Each day I began with good intentions and a willingness to continue, even in the face of repeated defeats. And each night I ended the day with the same ritual: I would promise myself that tomorrow would be better; tomorrow would be a new day.
After what seemed to
be about the ten-thousandth time of going down the same tunnel and finding no
cheese, I finally realized that perhaps I needed some help. So I reached out
and created two kinds of fitness teams—a team of healthcare professionals and a
team of supporters.
The first person I
put on my healthcare team was my physician, followed by a physical therapist,
who helped me figure out what exercises I could safely perform with a torn
hamstring. A personal trainer in my local gym supervised my initial workouts to
make sure I didn’t reinjure myself. I also consulted with my cardiologist, who
reduced my medication following the weight loss.
The coordinator for the local hospital wellness center, Debbie Wagner, RN, helped address questions about nutrition, the kinds of exercises I should undertake and the psychological impact of making such dramatic lifestyle changes.
I first recruited my
husband, Dick, to be on my cheerleading team. Then I added my best friend,
Dale, who shared an interest in exercise and nutrition. Next, I added my
offspring and a close neighbor. Before long, I had surrounded myself with
people who, besides cheering me on, were also committed to become more fit.

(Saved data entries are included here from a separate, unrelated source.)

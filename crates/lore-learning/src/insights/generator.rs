use lore_core::config::AnalysisConfig;
use lore_core::models::{
    Cluster, FrequencyAnalysis, Insight, InsightData, InsightKind, Priority, TagCount, Trend,
};
use lore_core::record::KnowledgeRecord;
use tracing::{debug, instrument};

const THEME_TITLE_CHARS: usize = 50;
const ERROR_TITLE_CHARS: usize = 60;
const THEME_TAGS: usize = 5;
const DESCRIBED_TAGS: usize = 3;

/// Derive insights, most urgent first. Insights of equal priority keep the
/// order in which their rules ran.
#[instrument(skip_all, fields(clusters = clusters.len(), records = records.len()))]
pub fn generate_insights(
    clusters: &[Cluster],
    frequency: &FrequencyAnalysis,
    records: &[KnowledgeRecord],
    config: &AnalysisConfig,
) -> Vec<Insight> {
    let mut insights: Vec<Insight> = clusters
        .iter()
        .filter(|c| c.size >= config.theme_cluster_size)
        .map(theme)
        .collect();

    insights.extend(recurring_error(frequency, config));
    insights.extend(growth(frequency));
    insights.extend(low_confidence(frequency, config));
    insights.extend(unused(records, config));
    insights.extend(frequent_tags(clusters, frequency, config));

    insights.sort_by_key(|i| i.priority);
    debug!(insights = insights.len(), "insight generation complete");
    insights
}

fn preview(text: &str, chars: usize) -> String {
    text.chars().take(chars).collect()
}

fn theme(cluster: &Cluster) -> Insight {
    Insight {
        kind: InsightKind::Cluster,
        priority: Priority::High,
        title: format!(
            "Common theme detected: {}...",
            preview(&cluster.centroid.content, THEME_TITLE_CHARS)
        ),
        description: format!(
            "Found {} related entries with {:.0}% avg confidence",
            cluster.size,
            cluster.avg_confidence * 100.0
        ),
        recommendation: "Consider creating a reusable pattern or abstraction for this common theme"
            .into(),
        data: InsightData::Cluster {
            cluster_size: cluster.size,
            kinds: cluster.kinds.clone(),
            tags: cluster.tags.iter().take(THEME_TAGS).cloned().collect(),
        },
    }
}

fn recurring_error(frequency: &FrequencyAnalysis, config: &AnalysisConfig) -> Option<Insight> {
    let top = frequency.error_patterns.first()?;
    if top.count < config.recurring_error_count {
        return None;
    }
    Some(Insight {
        kind: InsightKind::Error,
        priority: Priority::Critical,
        title: format!("Recurring error: {}...", preview(&top.pattern, ERROR_TITLE_CHARS)),
        description: format!("This error has occurred {} times", top.count),
        recommendation: "Investigate root cause and implement permanent fix".into(),
        data: InsightData::RecurringError {
            count: top.count,
            first_seen: top.first_seen,
            last_seen: top.last_seen,
        },
    })
}

fn growth(frequency: &FrequencyAnalysis) -> Option<Insight> {
    let temporal = &frequency.temporal;
    if temporal.trend != Trend::Increasing {
        return None;
    }
    Some(Insight {
        kind: InsightKind::Trend,
        priority: Priority::Medium,
        title: "Knowledge base growing rapidly".into(),
        description: format!(
            "{} entries added in last 7 days ({:.1}/day average)",
            temporal.last_7_days, temporal.avg_per_day
        ),
        recommendation: "Consider organizing knowledge with more tags and categories".into(),
        data: InsightData::Growth(temporal.clone()),
    })
}

fn low_confidence(frequency: &FrequencyAnalysis, config: &AnalysisConfig) -> Option<Insight> {
    let lowest = frequency
        .confidence_by_kind
        .iter()
        .filter(|s| s.avg < config.low_confidence_average)
        .min_by(|a, b| a.avg.total_cmp(&b.avg))?;
    Some(Insight {
        kind: InsightKind::Quality,
        priority: Priority::Medium,
        title: format!("Low confidence in {} entries", lowest.kind),
        description: format!(
            "Average confidence only {:.0}% for {} {} entries",
            lowest.avg * 100.0,
            lowest.count,
            lowest.kind
        ),
        recommendation: "Review and verify these entries, or remove unreliable knowledge".into(),
        data: InsightData::LowConfidence(lowest.clone()),
    })
}

fn unused(records: &[KnowledgeRecord], config: &AnalysisConfig) -> Option<Insight> {
    let total = records.len();
    let unused = records.iter().filter(|r| r.access_count == 0).count();
    if total == 0 || unused as f64 <= total as f64 * config.unused_ratio {
        return None;
    }
    let percentage = unused as f64 / total as f64 * 100.0;
    Some(Insight {
        kind: InsightKind::Usage,
        priority: Priority::Low,
        title: "Many entries never accessed".into(),
        description: format!(
            "{unused} of {total} entries ({percentage:.0}%) have never been accessed"
        ),
        recommendation: "Consider archiving or improving discoverability of unused knowledge"
            .into(),
        data: InsightData::Usage {
            unused_count: unused,
            total_count: total,
            percentage,
        },
    })
}

/// Cluster tags that are frequent across the whole collection.
fn frequent_tags(
    clusters: &[Cluster],
    frequency: &FrequencyAnalysis,
    config: &AnalysisConfig,
) -> Option<Insight> {
    let mut tags: Vec<String> = Vec::new();
    for tag in clusters.iter().flat_map(|c| c.tags.iter()) {
        if !tags.contains(tag) {
            tags.push(tag.clone());
        }
    }

    let common: Vec<TagCount> = tags
        .into_iter()
        .filter_map(|tag| {
            let count = frequency.tag_frequency.get(&tag).copied().unwrap_or(0);
            (count >= config.frequent_tag_count).then_some(TagCount { tag, count })
        })
        .collect();
    if common.is_empty() {
        return None;
    }

    let described: Vec<&str> = common
        .iter()
        .take(DESCRIBED_TAGS)
        .map(|t| t.tag.as_str())
        .collect();
    Some(Insight {
        kind: InsightKind::Organization,
        priority: Priority::Low,
        title: "Frequently used tags detected".into(),
        description: format!(
            "Tags {} are used frequently across clusters",
            described.join(", ")
        ),
        recommendation: "Consider creating dedicated categories for these common themes".into(),
        data: InsightData::Tags {
            tags: common.iter().map(|t| t.tag.clone()).collect(),
            frequencies: common,
        },
    })
}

I don’t think it is a coincidence that the outcome from this effort was different than the outcomes from my prior ten thousand or so attempts.

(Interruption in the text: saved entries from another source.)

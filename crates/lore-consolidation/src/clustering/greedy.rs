use std::cmp::Reverse;

use lore_core::config::ClusterOptions;
use lore_core::models::Cluster;
use lore_core::record::KnowledgeRecord;
use lore_core::similarity::record_similarity;
use tracing::{debug, instrument};

use super::aggregate::build_cluster;

/// Cluster live, embedded records around their most accessed members.
///
/// Seeds are taken in access order (most accessed first, then older, then
/// smaller id). Records absorbed by a discarded, undersized cluster stay
/// assigned. Iteration stops once `max_clusters` clusters are kept. The
/// result is ordered largest first; equal sizes keep discovery order.
#[instrument(skip_all, fields(records = records.len()))]
pub fn cluster_records(records: &[KnowledgeRecord], options: &ClusterOptions) -> Vec<Cluster> {
    let mut candidates: Vec<&KnowledgeRecord> =
        records.iter().filter(|r| r.is_comparable()).collect();
    candidates.sort_by(|a, b| {
        Reverse(a.access_count)
            .cmp(&Reverse(b.access_count))
            .then_with(|| a.created_at.cmp(&b.created_at))
            .then_with(|| a.id.cmp(&b.id))
    });

    let mut assigned = vec![false; candidates.len()];
    let mut clusters: Vec<Cluster> = Vec::new();
    let mut discarded = 0usize;

    for seed in 0..candidates.len() {
        if clusters.len() >= options.max_clusters {
            break;
        }
        if assigned[seed] {
            continue;
        }
        assigned[seed] = true;

        let centroid = candidates[seed];
        let mut members = vec![centroid];
        for other in seed + 1..candidates.len() {
            if assigned[other] {
                continue;
            }
            let joins = record_similarity(centroid, candidates[other])
                .is_some_and(|s| s >= options.similarity_threshold);
            if joins {
                assigned[other] = true;
                members.push(candidates[other]);
            }
        }

        if members.len() >= options.min_cluster_size {
            clusters.push(build_cluster(&members));
        } else {
            discarded += 1;
        }
    }

    clusters.sort_by_key(|c| Reverse(c.size));
    debug!(
        candidates = candidates.len(),
        clusters = clusters.len(),
        discarded,
        "clustering complete"
    );
    clusters
}

#[cfg(test)]
mod tests {
    use super::*;
    use lore_core::record::KnowledgeKind;

    fn rec(id: &str, access: u64, embedding: Vec<f32>) -> KnowledgeRecord {
        KnowledgeRecord::new(KnowledgeKind::Pattern, format!("pattern {id}"))
            .with_id(id)
            .with_access_count(access)
            .with_embedding(embedding)
    }

    #[test]
    fn most_accessed_record_seeds_the_cluster() {
        let records = vec![
            rec("quiet", 1, vec![1.0, 0.1]),
            rec("busy", 10, vec![1.0, 0.0]),
        ];
        let clusters = cluster_records(&records, &ClusterOptions::default());
        assert_eq!(clusters.len(), 1);
        assert_eq!(clusters[0].centroid.id, "busy");
        assert_eq!(clusters[0].member_ids(), vec!["busy", "quiet"]);
    }

    #[test]
    fn membership_is_not_transitive() {
        // b is close to both a and c, but a and c are far apart.
        let records = vec![
            rec("a", 3, vec![1.0, 0.0]),
            rec("b", 2, vec![1.0, 1.0]),
            rec("c", 1, vec![0.0, 1.0]),
        ];
        let opts = ClusterOptions {
            similarity_threshold: 0.7,
            min_cluster_size: 1,
            max_clusters: 10,
        };
        let clusters = cluster_records(&records, &opts);
        let ids: Vec<Vec<String>> = clusters.iter().map(|c| c.member_ids()).collect();
        assert_eq!(ids, vec![vec!["a".to_string(), "b".to_string()], vec!["c".to_string()]]);
    }

    #[test]
    fn unembedded_records_are_ignored() {
        let records = vec![
            rec("a", 3, vec![1.0, 0.0]),
            KnowledgeRecord::new(KnowledgeKind::Pattern, "bare").with_id("bare"),
        ];
        let opts = ClusterOptions {
            min_cluster_size: 1,
            ..ClusterOptions::default()
        };
        let clusters = cluster_records(&records, &opts);
        assert_eq!(clusters.len(), 1);
        assert_eq!(clusters[0].size, 1);
    }

    #[test]
    fn empty_input_yields_no_clusters() {
        assert!(cluster_records(&[], &ClusterOptions::default()).is_empty());
    }
}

In retrospect, I realized I was smart enough to apply the same skills that had helped me in my career to my pursuit of fitness. That is, I created a company called Fit Carole. As the CEO, I defined my mission—to lose weight, become fit and adopt permanent, healthy lifestyle habits.
Then I recruited
team members to help me realize my goals.
Of course, I relied
on myself to set priorities and measure results. But as important as my tasks
were, I couldn’t have succeeded without the support of my team.
I urge others who are beginning their fitness journey to create their own team. You may be one of those exceptional people who can achieve their dreams on their own; the rest of us mortals, however, need each other. United we succeed. Go team, go!